# Embroidery coach



## Jt72978 (May 2, 2013)

Has anyone subscribed to Joyce Jagger, the Embroidery Coach? Was it worth your money? Are there other better alternatives?


----------



## binki (Jul 16, 2006)

As long as you can cancel your subscription then your only risk is what you have spent up to that point.

She has a free video if you give your email address. You can also find her here:
http://www.youtube.com/user/TheEmbroideryCoach

Take the free stuff first and then give her a call. You would be surprised what you can glean out of talking with someone.


----------



## Jt72978 (May 2, 2013)

Thanks Binki, great idea! I'm going to call her tomorrow.


----------



## OregonEmb (May 30, 2013)

While I haven't used any of her services I do know that Joyce Jagger is very respected in the industry.


----------



## selanac (Jan 8, 2007)

I only know her from the Print Wear Magazine. Every now and then I see an article from her.


----------



## lizziemaxine (Nov 14, 2007)

I have not used Joyce's services, but after spending a couple of days with her (and some other incredible embroidery people) last summer I can tell you, she knows what she's talking about.


----------



## Jt72978 (May 2, 2013)

I signed up for her online training program. I will let you know how it goes.


----------



## selanac (Jan 8, 2007)

Jen, did you take a class from your Embroidery Machine supplier?


----------



## Jt72978 (May 2, 2013)

No Paul, I bought a used machine from a private party.


----------



## selanac (Jan 8, 2007)

ISS shows and other types have embroidery classes. Problem is, they're not always close by.


----------



## Jt72978 (May 2, 2013)

I've been watching for a show in my area. I'm located in CT. I've heard there has been one in Atlantic City in the past. I'll have to watch for that one. Even FL would be nice...turn it into a mini vaca


----------



## selanac (Jan 8, 2007)

Try SGIA too. ASI and PPAI have shows too. Believe SGIA has one in Maryland this September.

Also contact the supplier. They probably have classes too.


----------



## sgosline (Aug 4, 2006)

lizziemaxine said:


> I have not used Joyce's services, but after spending a couple of days with her (and some other incredible embroidery people) last summer I can tell you, she knows what she's talking about.

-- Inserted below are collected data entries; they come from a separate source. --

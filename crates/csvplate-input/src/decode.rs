//! Best-effort byte decoding to UTF-8 text.

use encoding_rs::{Encoding, UTF_8, WINDOWS_1252};

/// Decoded text together with the encoding it was read as.
#[derive(Debug, Clone, PartialEq, Eq)]
pub struct Decoded {
    pub text: String,
    pub encoding: &'static str,
}

/// Decodes raw bytes into UTF-8 text.
///
/// - A UTF-8, UTF-16LE or UTF-16BE byte order mark selects that encoding,
///   and the mark itself is dropped.
/// - Otherwise valid UTF-8 is taken as-is.
/// - Anything else is read as Windows-1252, which maps every byte and so
///   never fails.
///
/// ```
/// use csvplate_input::decode_text;
///
/// assert_eq!(decode_text(b"caf\xc3\xa9").text, "café");
/// assert_eq!(decode_text(b"caf\xe9").text, "café");
/// ```
pub fn decode_text(bytes: &[u8]) -> Decoded {
    if let Some((encoding, bom_len)) = Encoding::for_bom(bytes) {
        let (text, _) = encoding.decode_without_bom_handling(&bytes[bom_len..]);
        return Decoded {
            text: text.into_owned(),
            encoding: encoding.name(),
        };
    }

    match std::str::from_utf8(bytes) {
        Ok(text) => Decoded {
            text: text.to_string(),
            encoding: UTF_8.name(),
        },
        Err(_) => {
            let (text, _, _) = WINDOWS_1252.decode(bytes);
            Decoded {
                text: text.into_owned(),
                encoding: WINDOWS_1252.name(),
            }
        }
    }
}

Was this at a show? I am thinking about going to Embroidery Mart in Nashville but I would attend something else if Joyce was speaking. I have done some of her online webinars and they have been quite helpful. I even thought about hiring her as a consultant.


----------



## lizziemaxine (Nov 14, 2007)

sgosline said:


> Was this at a show? I am thinking about going to Embroidery Mart in Nashville but I would attend something else if Joyce was speaking. I have done some of her online webinars and they have been quite helpful. I even thought about hiring her as a consultant.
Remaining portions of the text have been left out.